Supremo autoriza CPI a receber cópia do caso Demóstenes

O ministro Lewandowski deixou claro em seu despacho que Congresso deve preservar segredo das informações

MARIÂNGELA GALLUCCI / BRASÍLIA, O Estado de S.Paulo

28 de abril de 2012 | 03h06

O ministro Ricardo Lewandowski, do Supremo Tribunal Federal (STF), autorizou a Comissão Parlamentar de Inquérito (CPI) do Cachoeira a ter cópia integral do inquérito que apura a suposta ligação do senador Demóstenes Torres (sem partido-GO) com o contraventor.
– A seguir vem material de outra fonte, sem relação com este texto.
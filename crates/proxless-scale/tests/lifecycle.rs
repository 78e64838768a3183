//! Running lifecycle of a route: cold, scaled up on demand, idle, scaled down.

use std::sync::Arc;
use std::time::Duration;

use proxless_core::{RouteDefaults, RouteSpec};
use proxless_scale::{FakeCluster, ScaleConfig, ScaleController, SweepStats};
use proxless_state::RouteIndex;

#[tokio::test]
async fn cold_up_idle_down() {
    let index = RouteIndex::with_defaults(RouteDefaults {
        ttl_seconds: 30,
        readiness_timeout_seconds: 30,
    });
    let cluster = Arc::new(FakeCluster::new());
    let controller = ScaleController::new(index.clone(), cluster.clone(), ScaleConfig::default());

    index
        .upsert(RouteSpec::new("r1", "svc1", "d1", "n1", vec!["a.io".into()]))
        .unwrap();
    let route = index.get_by_id("r1").unwrap();
    assert!(!route.is_running);

    // Cold: nothing to sweep.
    assert_eq!(
        controller.scale_down_idle(route.last_used + 31).await,
        SweepStats::default()
    );

    // A request claims the scale-up and drives it.
    assert!(index.begin_scale_up("r1").unwrap());
    controller
        .ensure_up(&route, route.effective_readiness_timeout(&index.defaults()))
        .await
        .unwrap();
    assert_eq!(cluster.replicas("d1", "n1"), 1);

    // Still in use: not idle.
    index.mark_used("r1", route.last_used + 100).unwrap();
    assert_eq!(controller.scale_down_idle(route.last_used + 120).await.idle, 0);

    // Idle for 31s past the last use: scaled down and flagged stopped.
    let stats = controller.scale_down_idle(route.last_used + 131).await;
    assert_eq!(stats.scaled_down, 1);
    assert_eq!(cluster.replicas("d1", "n1"), 0);
    assert!(!index.get_by_id("r1").unwrap().is_running);

    // The next cold request may claim a scale-up again.
    assert!(index.begin_scale_up("r1").unwrap());
}

#[tokio::test]
async fn per_route_ttl_override_wins() {
    let index = RouteIndex::new();
    let cluster = Arc::new(FakeCluster::new());
    let controller = ScaleController::new(index.clone(), cluster.clone(), ScaleConfig::default());

    let mut spec = RouteSpec::new("r1", "svc1", "d1", "n1", vec!["a.io".into()]);
    spec.ttl_seconds = Some(600);
    spec.is_running = Some(true);
    index.upsert(spec).unwrap();
    let last_used = index.get_by_id("r1").unwrap().last_used;

    assert_eq!(controller.scale_down_idle(last_used + 31).await.idle, 0);
    assert_eq!(controller.scale_down_idle(last_used + 600).await.scaled_down, 1);
    assert_eq!(cluster.scale_down_calls(), 1);

    // Bounded waits are honoured even with generous budgets.
    let route = index.get_by_id("r1").unwrap();
    assert_eq!(
        route.effective_readiness_timeout(&index.defaults()),
        Duration::from_secs(30)
    );
}
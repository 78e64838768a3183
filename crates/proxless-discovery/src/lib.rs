//! Discovery feeds for the route index.
//!
//! Discovery never touches the index directly: every adapter here writes
//! through [`proxless_state::RouteSink`].
//!
//! - [`service`] converts annotated cluster services into route specs and
//!   applies add/update/delete events.
//! - [`informer`] watches services through the Kubernetes API and feeds
//!   those events.
//! - [`file`] keeps the index in sync with a TOML routes file.

pub mod error;
pub mod file;
pub mod informer;
pub mod service;

pub use error::{DiscoveryError, DiscoveryResult};
pub use file::{FileDiscovery, RoutesFile, SyncStats};
pub use informer::{ServiceInformer, ServiceTracker, service_meta};
pub use service::{
    ANNOTATION_DEPLOYMENT, ANNOTATION_DOMAINS, ANNOTATION_READINESS_TIMEOUT_SECONDS,
    ANNOTATION_TTL_SECONDS, EventOutcome, ServiceEvent, ServiceMeta, apply_event, gen_domains,
    route_id,
};
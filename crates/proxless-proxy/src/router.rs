//! Per-request routing: domain lookup, forwarding, scale-up on demand.

use std::fmt::Display;
use std::sync::Arc;
use std::time::Duration;

use bytes::Bytes;
use http::header::{CONTENT_TYPE, HeaderValue};
use http::{Request, Response, StatusCode};
use http_body_util::{BodyExt, Full};
use hyper::body::Body;
use proxless_core::{Route, epoch_secs};
use proxless_scale::ScaleController;
use proxless_state::{RouteIndex, StateError};
use tokio::time::Instant;
use tracing::{debug, error, info, warn};

use crate::error::{ProxyError, ProxyResult};
use crate::forward::{Forwarder, OutboundRequest};
use crate::host::request_host;

/// Body returned for every delivery failure.
pub const SERVER_ERROR_BODY: &str = "Error in the server";

#[derive(Debug, Clone, Copy, PartialEq, Eq)]
pub struct RouterConfig {
    /// Delay between forward attempts while another request is scaling
    /// the backend up.
    pub poll_interval: Duration,
}

impl Default for RouterConfig {
    fn default() -> Self {
        Self {
            poll_interval: Duration::from_secs(1),
        }
    }
}

pub struct RequestRouter {
    index: RouteIndex,
    scaler: Arc<ScaleController>,
    forwarder: Arc<dyn Forwarder>,
    config: RouterConfig,
}

impl RequestRouter {
    pub fn new(
        index: RouteIndex,
        scaler: Arc<ScaleController>,
        forwarder: Arc<dyn Forwarder>,
        config: RouterConfig,
    ) -> Self {
        Self {
            index,
            scaler,
            forwarder,
            config,
        }
    }

    /// Serve one inbound request. Never fails: every error becomes a 404
    /// (unknown domain) or a 500.
    pub async fn handle<B>(&self, req: Request<B>) -> Response<Full<Bytes>>
    where
        B: Body,
        B::Error: Display,
    {
        let host = request_host(&req).unwrap_or_default();
        let route = match self.index.get_by_domain(&host) {
            Ok(route) => route,
            Err(_) => {
                warn!(host = %host, "no route for domain");
                return not_found(&host);
            }
        };

        let (parts, body) = req.into_parts();
        let body = match body.collect().await {
            Ok(collected) => collected.to_bytes(),
            Err(e) => {
                let err = ProxyError::RequestBody(e.to_string());
                warn!(route_id = %route.id, error = %err, "dropping request");
                return server_error();
            }
        };
        let outbound = OutboundRequest::from_parts(parts, body);

        self.mark_used(&route);
        let result = self.deliver(&route, &outbound).await;
        self.mark_used(&route);

        match result {
            Ok(resp) => resp,
            Err(e) => {
                error!(route_id = %route.id, host = %host, error = %e, "request failed");
                server_error()
            }
        }
    }

    /// Forward, and on failure bring the backend up (or wait for whoever
    /// is already doing so) and try again.
    async fn deliver(
        &self,
        route: &Route,
        request: &OutboundRequest,
    ) -> ProxyResult<Response<Full<Bytes>>> {
        let origin = route.origin();
        match self.forwarder.forward(&origin, request).await {
            Ok(resp) => return Ok(resp),
            Err(e) => debug!(route_id = %route.id, error = %e, "forward failed"),
        }

        let timeout = route.effective_readiness_timeout(&self.index.defaults());
        if self.index.begin_scale_up(&route.id)? {
            info!(route_id = %route.id, "backend down; claimed scale up");
            // The running flag stays set on failure: the idle sweep scales
            // the deployment back down once the TTL passes.
            self.scaler.ensure_up(route, timeout).await?;
            Ok(self.forwarder.forward(&origin, request).await?)
        } else {
            debug!(route_id = %route.id, "scale up in progress elsewhere; polling");
            self.poll_until_ready(route, &origin, request, timeout).await
        }
    }

    async fn poll_until_ready(
        &self,
        route: &Route,
        origin: &str,
        request: &OutboundRequest,
        timeout: Duration,
    ) -> ProxyResult<Response<Full<Bytes>>> {
        let deadline = Instant::now() + timeout;

        loop {
            let now = Instant::now();
            if now >= deadline {
                return Err(ProxyError::ReadinessTimeout {
                    route_id: route.id.clone(),
                    timeout,
                });
            }
            tokio::time::sleep(self.config.poll_interval.min(deadline - now)).await;

            match tokio::time::timeout_at(deadline, self.forwarder.forward(origin, request)).await {
                Ok(Ok(resp)) => return Ok(resp),
                Ok(Err(e)) => debug!(route_id = %route.id, error = %e, "backend not ready yet"),
                Err(_) => {}
            }
        }
    }

    fn mark_used(&self, route: &Route) {
        match self.index.mark_used(&route.id, epoch_secs()) {
            Ok(()) => {}
            Err(StateError::NotFound(_)) => debug!(route_id = %route.id, "route deleted mid-request"),
            Err(e) => warn!(route_id = %route.id, error = %e, "cannot record last use"),
        }
    }
}

fn text_response(status: StatusCode, body: String) -> Response<Full<Bytes>> {
    let mut resp = Response::new(Full::new(Bytes::from(body)));
    *resp.status_mut() = status;
    resp.headers_mut().insert(
        CONTENT_TYPE,
        HeaderValue::from_static("text/plain; charset=utf-8"),
    );
    resp
}

fn not_found(host: &str) -> Response<Full<Bytes>> {
    text_response(StatusCode::NOT_FOUND, format!("Domain {host} not found"))
}

fn server_error() -> Response<Full<Bytes>> {
    text_response(
        StatusCode::INTERNAL_SERVER_ERROR,
        SERVER_ERROR_BODY.to_string(),
    )
}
Em despacho assinado ontem à tarde, Lewandowski também permitiu que o Conselho de Ética do Senado e a Comissão de Sindicância da Câmara recebam as mesmas cópias. O Conselho instaurou procedimento contra Demóstenes e a Comissão investiga os deputados (PSDB-GO) e Sandes Júnior (PP-GO).

Lewandowski deixou claro que a CPI, o Conselho do Senado e a Comissão da Câmara devem preservar o segredo das informações do inquérito, em especial as interceptações telefônicas.

O ministro lembrou, neste caso, uma lei de 1996 que regulamentou as interceptações telefônicas, pela qual é crime quebrar segredo de Justiça sem autorização judicial. A pena inclui multa e reclusão de dois a quatro anos.

Para autorizar a liberação de cópias do inquérito, Lewandowski baseou-se em decisões anteriores do STF. Além do compartilhamento de dados com órgãos da Câmara e do Senado, Lewandowski decidiu nesta semana abrir três inquéritos - contra os deputados Carlos Leréia, Sandes Júnior e Stepan Nercessian (PPS-RJ), para apurar suspeitas de ligação com Cachoeira.

O ministro autorizou ainda o desmembramento do inquérito aberto contra Demóstenes Torres para separar partes relacionadas ao governador do Distrito Federal, Agnelo Queiroz. O procurador-geral da República, Roberto Gurgel, pretende pedir ao Superior Tribunal de Justiça que abra um inquérito contra ele.